8M. Abelshauser, en particulier, remet en cause, de manière originale, le miracle allemand et le rôle qu’a joué le Plan Marshall. On disait que la réforme monétaire avait eu une grande importance, qu’elle avait entraîné une déthésaurisation des matières premières, de l’argent, qu’ainsi l’Allemagne s’était doté d’une structure de prix efficace qui lui avait permis de faire baisser le coût de la vie, de relancer la production : et de fait le rebond de la production suit immédiatement cette réforme. On disait que la libération des prix avait eu son importance, que le maintien par le gouvernement de prix contrôlés dans plusieurs secteurs clefs – le charbon, l’acier, l’électricité, le logement...– où les marges de profit ne pouvaient pas se rétablir, avait été rendu possible par l’apport monétaire du Plan Marshall. On tenait l’utilité du Plan Marshall conjugué à la réforme de 1948 pour acquise. Or, si l’on suit M. Abelshauser, cette vue doit être considérablement révisée. Ses arguments sont les suivants : le redémarrage de l’économie allemande ne date pas de la réforme de l’hiver 1948-1949 mais de l’automne 1947, avant donc le début du Plan Marshall ; la chronologie habituelle s’en trouve bouleversée. Il est de fait que les capacités de production allemandes n’avaient pas cessé de progresser pendant la guerre ; la production de biens d’équipement était très supérieure, à la fin des hostilités, à celle de 1936, lorsque le réarmement avait débuté. L’Allemagne, à la différence de ses voisins, n’avait pas cessé d’investir entre 1935 et 1942 et le passage de la Blitzkrieg à la guerre totale s’était traduit par un rajeunissement et un accroissement considérable des capacités de production. Pour reprendre l’expression de Galbraith, on peut dire qu’effectivement les bombardements avaient été un gaspillage : ils avaient atteint les transports, mais non les capacités fondamentales de l’économie allemande. De plus, l’Allemagne avait donc commencé dès avant la guerre à améliorer la qualité de sa main-d’œuvre et elle devait en outre bénéficier d’une main-d’œuvre réfugiée de qualité. On comprend mieux ainsi la capacité de relance allemande et les 15 % d’accroissement de sa production.

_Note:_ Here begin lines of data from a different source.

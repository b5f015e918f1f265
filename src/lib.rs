//! Export issue-tracker records to CSV.
//!
//! Two independent pipelines, each fetch → flatten → write-row:
//! one pulls single Jira issues by key, the other pulls the issues of a
//! GitHub repository. Both produce the same pair of CSV schemas, one file
//! for issue rows and one for comment rows.

use std::path::Path;

use clap::Parser;
use miette::Diagnostic;
use tracing::info;

use crate::{
    config::Config,
    csv_out::{COMMENT_HEADER, CsvSink, ISSUE_HEADER},
    flatten::{CommentRecord, IssueRecord},
};

pub mod cli;
pub mod config;
pub mod csv_out;
pub mod flatten;
pub mod github;
pub mod jira;

pub fn run() -> Result<(), Error> {
    let cli = cli::Cli::parse();
    let config = Config::load(&cli.token_file)?;
    match cli.command {
        cli::Command::Jira {
            keys,
            base_url,
            issues,
            comments,
        } => export_jira(&config, &base_url, &keys, &issues, &comments),
        cli::Command::Github {
            repo,
            issues,
            comments,
        } => export_github(&config, github::API_ROOT, &repo, &issues, &comments),
    }
}

/// Fetches each Jira issue by key and writes one issue row plus one row per
/// comment.
///
/// All fetching happens before either output file is opened, so a failed run
/// leaves the files untouched.
pub fn export_jira(
    config: &Config,
    base_url: &str,
    keys: &[String],
    issues_path: &Path,
    comments_path: &Path,
) -> Result<(), Error> {
    let agent = jira::agent();
    let token = config.jira_token.as_deref();

    let mut flattened = Vec::with_capacity(keys.len());
    for key in keys {
        let issue = jira::fetch_issue(&agent, base_url, token, key)?;
        flattened.push(flatten::flatten_jira_issue(&issue)?);
    }

    write_records(&flattened, issues_path, comments_path)
}

/// Fetches the issues of a GitHub repository (one page) and writes one issue
/// row plus one row per comment.
pub fn export_github(
    config: &Config,
    api_root: &str,
    repo: &str,
    issues_path: &Path,
    comments_path: &Path,
) -> Result<(), Error> {
    let (owner, name) = github::parse_repo(repo)?;
    let agent = github::agent();
    let token = config.github_token.as_deref();

    let issues = github::fetch_issues(&agent, api_root, token, &owner, &name)?;
    let mut flattened = Vec::with_capacity(issues.len());
    for issue in &issues {
        let comments = if issue.comments > 0 {
            github::fetch_comments(&agent, api_root, token, &owner, &name, issue.number)?
        } else {
            Vec::new()
        };
        flattened.push(flatten::flatten_github_issue(&owner, &name, issue, &comments)?);
    }

    write_records(&flattened, issues_path, comments_path)
}

fn write_records(
    flattened: &[(IssueRecord, Vec<CommentRecord>)],
    issues_path: &Path,
    comments_path: &Path,
) -> Result<(), Error> {
    let mut issue_sink = CsvSink::append(issues_path, &ISSUE_HEADER)?;
    let mut comment_sink = CsvSink::append(comments_path, &COMMENT_HEADER)?;

    let mut comment_rows = 0;
    for (issue, comments) in flattened {
        issue_sink.write_issue(issue)?;
        for comment in comments {
            comment_sink.write_comment(comment)?;
            comment_rows += 1;
        }
    }
    issue_sink.flush()?;
    comment_sink.flush()?;

    info!(
        "Wrote {} issue rows to {} and {comment_rows} comment rows to {}",
        flattened.len(),
        issues_path.display(),
        comments_path.display(),
    );
    Ok(())
}

#[derive(Debug, Diagnostic, thiserror::Error)]
pub enum Error {
    #[error(transparent)]
    #[diagnostic(transparent)]
    Config(#[from] config::Error),
    #[error(transparent)]
    #[diagnostic(transparent)]
    Jira(#[from] jira::Error),
    #[error(transparent)]
    #[diagnostic(transparent)]
    GitHub(#[from] github::Error),
    #[error(transparent)]
    #[diagnostic(transparent)]
    Flatten(#[from] flatten::Error),
    #[error(transparent)]
    #[diagnostic(transparent)]
    Csv(#[from] csv_out::Error),
}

9 Il semble aussi qu’il faille prendre en compte le rôle personnel de Lucius Clay : devant le désastre que constituaient tout à la fois le démantèlement et les limites imposées à l’industrie allemande, les autorités américaines, sous son influence, eurent le souci à partir de janvier 1948 de faire sauter les goulots d’étranglement qui entravaient l’économie allemande, de relancer en particulier les transports pour faire parvenir aux aciéries les stocks de charbons immobilisés sur le carreau des mines. La machine industrielle allemande s’en est trouvée ainsi relancée. Abelshauser insiste enfin sur la lenteur du démarrage du Plan Marshall, du fait des oppositions administratives, et à plus long terme, sur la faiblesse des investissements. L’impact du Plan Marshall en Allemagne est donc à reconsidérer à la baisse.
10D’autres contributions, tout en se montrant équitables, laissent percer un certain scepticisme à l’égard de l’aide américaine. M. Bührer fait part des inquiétudes du patronat et des entreprises ouest-allemandes, de leurs critiques à l’encontre des mesures prises en matière d’économie, de finance, de commerce et d’investissement. Ces critiques posent naturellement le problème de l’adéquation entre un plan macro-économique et les attentes, d’échelle micro-économiques, des entreprises. Comment les administrateurs ont-ils pu concilier deux niveaux aussi éloignés de décision ?
11La communication de M. Ranieri, une étude concrète et détaillée sur l’apport des capitaux étrangers, donc américains, dans la reconstruction de la sidérurgie italienne, a le mérite d’aborder, d’une certaine manière, cette différence d’échelle. Dans le secteur sidérurgique italien coexistaient en effet des entreprises de tailles très différentes. D’une part les petites unités de production à base d’hydro-électricité, qui produisaient des aciers spéciaux et s’efforçaient de répondre aux demandes d’une multitude de clients. Les grandes installations du bord de mer, d’autre part, créées par Finsinder et soutenues par les trusts d’État, et qui avaient été gravement endommagées lors de l’avance des troupes. Un groupe de pression extrêmement puissant les soutenait et leur donnait la capacité de négocier directement avec l’administration de l’acier à Rome et avec les autorités et les milieux politiques de Washington. Tel n’était pas le cas, bien sûr, des petites entreprises moins bien représentées. Fallait-il donc subventionner les premières ou les secondes ? En dépit de l’inégalité des forces politiques, les représentants américains à Rome se montraient hésitants.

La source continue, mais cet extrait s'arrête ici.